DATA PROVIDED
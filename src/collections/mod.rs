//! Core Containers
//!
//! The two from-scratch generic data structures the index is built on.
//!
//! ## Responsibilities
//! - `GrowableList<T>`: insertion-ordered sequence, amortized O(1) append
//! - `ProbeMap<K, V>`: open-addressing hash map, quadratic probing
//!
//! ## Design Choice
//! Neither container uses a std collection for its storage. Both own a boxed
//! slot slice with explicit capacity/length bookkeeping, so the growth factor
//! and load-factor behavior are exactly the documented policy rather than
//! whatever `Vec`/`HashMap` happen to do in a given release.

mod list;
mod map;

pub use list::GrowableList;
pub use map::ProbeMap;
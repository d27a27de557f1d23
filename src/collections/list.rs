//! GrowableList implementation
//!
//! Contiguous, insertion-ordered sequence with explicit capacity management.
//!
//! ## Storage Layout
//! ```text
//! ┌──────┬──────┬──────┬──────┬──────┬──────┐
//! │ S(0) │ S(1) │ S(2) │ None │ None │ None │
//! └──────┴──────┴──────┴──────┴──────┴──────┘
//!  ◄────── len ──────► ◄──── spare slots ───►
//!  ◄─────────────── capacity ──────────────►
//! ```
//!
//! Slots `[0, len)` are always occupied, in append order. Slots
//! `[len, capacity)` are allocated but vacant. Growth doubles capacity
//! (minimum 8), moves the live elements into the new buffer, and releases
//! the old one.

use crate::error::{InvexError, Result};

/// Insertion-ordered sequence with amortized O(1) append and O(1) access
#[derive(Debug, Clone)]
pub struct GrowableList<T> {
    /// Backing storage; `storage.len()` is the capacity
    storage: Box<[Option<T>]>,

    /// Count of live elements, always `<= capacity`
    len: usize,
}

impl<T> GrowableList<T> {
    /// Create an empty list with no allocation (`len = capacity = 0`)
    pub fn new() -> Self {
        Self {
            storage: Box::default(),
            len: 0,
        }
    }

    /// Number of live elements
    pub fn len(&self) -> usize {
        self.len
    }

    /// True when no live elements are present
    pub fn is_empty(&self) -> bool {
        self.len == 0
    }

    /// Allocated slot count, always `>= len()`
    pub fn capacity(&self) -> usize {
        self.storage.len()
    }

    /// Append a value, growing the backing storage when full
    ///
    /// Growth policy: `max(8, capacity * 2)`. Worst-case O(len) during a
    /// grow, amortized O(1) across a sequence of appends.
    pub fn push(&mut self, value: T) {
        if self.len == self.capacity() {
            let new_capacity = if self.capacity() == 0 {
                8
            } else {
                self.capacity() * 2
            };
            self.grow(new_capacity);
        }
        self.storage[self.len] = Some(value);
        self.len += 1;
    }

    /// Checked access: `Err(IndexOutOfRange)` when `position >= len()`
    pub fn get(&self, position: usize) -> Result<&T> {
        if position >= self.len {
            return Err(InvexError::IndexOutOfRange {
                position,
                len: self.len,
            });
        }
        match self.storage[position] {
            Some(ref value) => Ok(value),
            // Unreachable: slots below len are occupied by invariant
            None => Err(InvexError::IndexOutOfRange {
                position,
                len: self.len,
            }),
        }
    }

    /// Checked mutable access: `Err(IndexOutOfRange)` when `position >= len()`
    pub fn get_mut(&mut self, position: usize) -> Result<&mut T> {
        if position >= self.len {
            return Err(InvexError::IndexOutOfRange {
                position,
                len: self.len,
            });
        }
        match self.storage[position] {
            Some(ref mut value) => Ok(value),
            None => Err(InvexError::IndexOutOfRange {
                position,
                len: self.len,
            }),
        }
    }

    /// Iterate live elements in append order
    pub fn iter(&self) -> impl Iterator<Item = &T> + '_ {
        self.storage[..self.len].iter().flatten()
    }

    /// Logical clear: `len = 0`, capacity retained
    ///
    /// Elements are dropped eagerly so nothing beyond the new length stays
    /// observable (or alive) through the retained buffer.
    pub fn clear(&mut self) {
        for slot in self.storage[..self.len].iter_mut() {
            *slot = None;
        }
        self.len = 0;
    }

    /// Replace the backing storage with a larger buffer, moving live elements
    fn grow(&mut self, new_capacity: usize) {
        let mut new_storage: Box<[Option<T>]> = (0..new_capacity).map(|_| None).collect();
        for (new_slot, old_slot) in new_storage.iter_mut().zip(self.storage.iter_mut()) {
            *new_slot = old_slot.take();
        }
        self.storage = new_storage;
    }
}

impl<T> Default for GrowableList<T> {
    fn default() -> Self {
        Self::new()
    }
}

/// Equality over live elements only; capacity never participates
impl<T: PartialEq> PartialEq for GrowableList<T> {
    fn eq(&self, other: &Self) -> bool {
        self.len == other.len && self.iter().zip(other.iter()).all(|(a, b)| a == b)
    }
}

impl<T: Eq> Eq for GrowableList<T> {}

/// Unchecked-contract access: panics on out-of-range positions
///
/// This is the narrow counterpart of [`GrowableList::get`]; callers take on
/// the bounds check themselves. Prefer the checked accessors.
impl<T> std::ops::Index<usize> for GrowableList<T> {
    type Output = T;

    fn index(&self, position: usize) -> &T {
        match self.storage[position] {
            Some(ref value) => value,
            None => panic!("position {} beyond list length {}", position, self.len),
        }
    }
}

impl<T> std::ops::IndexMut<usize> for GrowableList<T> {
    fn index_mut(&mut self, position: usize) -> &mut T {
        let len = self.len;
        match self.storage[position] {
            Some(ref mut value) => value,
            None => panic!("position {} beyond list length {}", position, len),
        }
    }
}

impl<T> FromIterator<T> for GrowableList<T> {
    fn from_iter<I: IntoIterator<Item = T>>(iter: I) -> Self {
        let mut list = Self::new();
        for value in iter {
            list.push(value);
        }
        list
    }
}
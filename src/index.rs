//! Inventory Index
//!
//! The composition layer over the core containers.
//!
//! ## Ownership Model
//! The index exclusively owns its three containers; only `add_record`
//! mutates them. Both maps store plain integer positions into the record
//! list. The list is append-only and never compacts, so positions stay
//! stable for the index's lifetime and no references cross container
//! boundaries.

use crate::collections::{GrowableList, ProbeMap};
use crate::error::Result;
use crate::record::{fold_key, Record};

/// In-memory index over a list of records
///
/// Point lookups by unique id, multi-value lookups by case-folded category.
#[derive(Debug)]
pub struct Inventory {
    /// All records, in insertion order; positions index into this list
    records: GrowableList<Record>,

    /// Unique id → position
    by_id: ProbeMap<String, usize>,

    /// Case-folded category label → positions, in insertion order
    by_category: ProbeMap<String, GrowableList<usize>>,
}

impl Inventory {
    /// Create an empty index
    pub fn new() -> Self {
        Self {
            records: GrowableList::new(),
            by_id: ProbeMap::new(),
            by_category: ProbeMap::new(),
        }
    }

    /// Number of records in the index
    pub fn len(&self) -> usize {
        self.records.len()
    }

    /// True when no records have been added
    pub fn is_empty(&self) -> bool {
        self.records.is_empty()
    }

    /// Add a record, indexing it by unique id and by every category label
    ///
    /// A duplicate unique id silently overwrites the earlier id mapping
    /// (last-write-wins, per the map's update semantics); the earlier record
    /// stays reachable through its categories.
    pub fn add_record(&mut self, record: Record) {
        let position = self.records.len();

        self.by_id.store(record.id.clone(), position);

        for label in record.categories.iter() {
            let key = fold_key(label);
            match self.by_category.retrieve_mut(key.as_str()) {
                Some(positions) => positions.push(position),
                None => {
                    let mut positions = GrowableList::new();
                    positions.push(position);
                    self.by_category.store(key, positions);
                }
            }
        }

        self.records.push(record);
    }

    /// Point lookup by unique id
    pub fn find_by_id(&self, id: &str) -> Option<&Record> {
        let position = *self.by_id.retrieve(id)?;
        // Positions stored by add_record always point at a live record
        self.records.get(position).ok()
    }

    /// Multi-value lookup by category label (case-insensitive)
    ///
    /// Returns the positions of every record carrying the label, in
    /// insertion order; callers dereference through [`Inventory::record_at`].
    pub fn find_by_category(&self, label: &str) -> Option<&GrowableList<usize>> {
        self.by_category.retrieve(fold_key(label).as_str())
    }

    /// Dereference a position obtained from a category lookup
    pub fn record_at(&self, position: usize) -> Result<&Record> {
        self.records.get(position)
    }
}

impl Default for Inventory {
    fn default() -> Self {
        Self::new()
    }
}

ACTIVITY
Look through the material and report how many of its lines hold the string "Inventory", giving the number only.

OUTPUT
5